The lines from the top of the data down to the line with "pub struct SkillDefinition" should be repeated exactly, both ends included.

(Saved data entries)
───

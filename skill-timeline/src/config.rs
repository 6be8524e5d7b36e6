use serde::{Deserialize, Serialize};
use std::collections::HashMap;
use std::path::Path;

use crate::error::LibraryError;
use crate::timeline::Timeline;
use crate::types::*;

/// 技能定義
#[derive(Debug, Clone, Serialize, Deserialize)]
pub struct SkillDefinition {
    #[serde(default)]
    pub id: SkillId,
    pub name: String,
    /// 命中目標時套用的效果
    #[serde(default)]
    pub effects: Vec<AbilityEffect>,
    /// 技能執行時間軸，沒有就是瞬發技能
    #[serde(default)]
    pub execution: Option<AuthoredTimeline>,
}

/// 編輯器輸出的時間軸資料
#[derive(Debug, Clone, Default, Serialize, Deserialize)]
pub struct AuthoredTimeline {
    /// 時間軸總長（秒），沒填就取最後一個事件
    #[serde(default)]
    pub duration: Option<f32>,
    /// 視覺資源底下可生成的子物件名稱
    #[serde(default)]
    pub assets: Vec<String>,
    #[serde(default)]
    pub clips: Vec<AuthoredClip>,
    #[serde(default)]
    pub markers: Vec<AuthoredMarker>,
}

#[derive(Debug, Clone, Serialize, Deserialize)]
pub struct AuthoredClip {
    pub clip: Option<String>,
    #[serde(default)]
    pub start: f32,
    #[serde(default)]
    pub duration: f32,
}

#[derive(Debug, Clone, Serialize, Deserialize)]
pub struct AuthoredMarker {
    pub time: f32,
    #[serde(flatten)]
    pub kind: SpawnKind,
}

/// 技能資料庫
#[derive(Debug, Default)]
pub struct SkillLibrary {
    skills: HashMap<SkillId, SkillDefinition>,
}

impl SkillLibrary {
    pub fn new() -> Self {
        Self::default()
    }

    /// 從文件載入配置
    pub fn load_from_file(&mut self, path: impl AsRef<Path>) -> Result<(), LibraryError> {
        let path = path.as_ref();
        let content = std::fs::read_to_string(path)?;

        match path.extension().and_then(|e| e.to_str()) {
            Some("yaml") | Some("yml") => self.load_from_yaml(&content),
            Some("json") => self.load_from_json(&content),
            _ => Err(LibraryError::UnsupportedFormat(path.display().to_string())),
        }
    }

    /// 從YAML載入
    pub fn load_from_yaml(&mut self, content: &str) -> Result<(), LibraryError> {
        let skills: HashMap<SkillId, SkillDefinition> = serde_yaml::from_str(content)?;
        self.extend(skills);
        Ok(())
    }

    /// 從JSON載入
    pub fn load_from_json(&mut self, content: &str) -> Result<(), LibraryError> {
        let skills: HashMap<SkillId, SkillDefinition> = serde_json::from_str(content)?;
        self.extend(skills);
        Ok(())
    }

    fn extend(&mut self, skills: HashMap<SkillId, SkillDefinition>) {
        for (id, mut def) in skills {
            def.id = id;
            log::debug!("載入技能 {} '{}'", id, def.name);
            self.register(def);
        }
    }

    pub fn register(&mut self, def: SkillDefinition) {
        self.skills.insert(def.id, def);
    }

    pub fn get(&self, id: SkillId) -> Option<&SkillDefinition> {
        self.skills.get(&id)
    }

    pub fn effects(&self, id: SkillId) -> &[AbilityEffect] {
        self.skills.get(&id).map(|d| d.effects.as_slice()).unwrap_or(&[])
    }

    /// 建立技能時間軸；找不到編輯資料時回傳空時間軸
    pub fn timeline(&self, id: SkillId) -> Timeline {
        match self.skills.get(&id).and_then(|d| d.execution.as_ref()) {
            Some(authored) => Timeline::load(authored),
            None => {
                log::debug!("{} 沒有時間軸資料，視為瞬發技能", execution_asset_name(id));
                Timeline::empty()
            }
        }
    }

    pub fn len(&self) -> usize {
        self.skills.len()
    }

    pub fn is_empty(&self) -> bool {
        self.skills.is_empty()
    }
}

/// 技能視覺資源名稱
pub fn execution_asset_name(id: SkillId) -> String {
    format!("Skill_{}_Execution", id)
}

#[cfg(test)]
mod tests {
    use super::*;

    const YAML: &str = r#"
1001:
  name: 火球術
  effects:
    - type: damage
      amount: 120
      damage_type: magical
  execution:
    duration: 2.0
    assets: [fireball, burn_area]
    clips:
      - clip: cast_fire
        start: 0.0
        duration: 0.8
      - clip: ~
        start: 0.2
        duration: 1.0
    markers:
      - time: 0.3
        type: target_fly
        projectile: fireball
      - time: 0.5
        type: fixed_position
        collider: burn_area
        exist_time: 1.5
1002:
  name: 瞬步
"#;

    #[test]
    fn test_load_from_yaml() {
        let mut lib = SkillLibrary::new();
        lib.load_from_yaml(YAML).unwrap();
        assert_eq!(lib.len(), 2);

        let def = lib.get(1001).unwrap();
        assert_eq!(def.id, 1001);
        assert_eq!(def.effects.len(), 1);

        let t = lib.timeline(1001);
        // 沒有動畫的片段被略過
        assert_eq!(t.animations().len(), 1);
        assert_eq!(t.spawns().len(), 2);
        assert_eq!(t.duration(), 2.0);
        assert!(t.has_asset("burn_area"));
        assert_eq!(
            t.spawns()[1].kind,
            SpawnKind::FixedPosition { collider: "burn_area".into(), exist_time: 1.5 }
        );
    }

    #[test]
    fn test_missing_authoring_is_empty_timeline() {
        let mut lib = SkillLibrary::new();
        lib.load_from_yaml(YAML).unwrap();
        let t = lib.timeline(1002);
        assert!(t.is_empty());
        assert!(!t.is_authored());
        assert!(lib.timeline(9999).is_empty());
    }

    #[test]
    fn test_unsupported_extension() {
        let mut lib = SkillLibrary::new();
        let path = std::env::temp_dir().join("skill_timeline_test.txt");
        std::fs::write(&path, "{}").unwrap();
        let err = lib.load_from_file(&path).unwrap_err();
        assert!(matches!(err, LibraryError::UnsupportedFormat(_)));
    }

    #[test]
    fn test_asset_name() {
        assert_eq!(execution_asset_name(7), "Skill_7_Execution");
    }
}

───

**EXERCISE OUTPUT:**
filename skill-timeline/src/config.rs
repository 6be8524e5d7b36e6
use serde::{Deserialize, Serialize};
use std::collections::HashMap;
use std::path::Path;

use crate::error::LibraryError;
use crate::timeline::Timeline;
use crate::types::*;

/// 技能定義
#[derive(Debug, Clone, Serialize, Deserialize)]
pub struct SkillDefinition {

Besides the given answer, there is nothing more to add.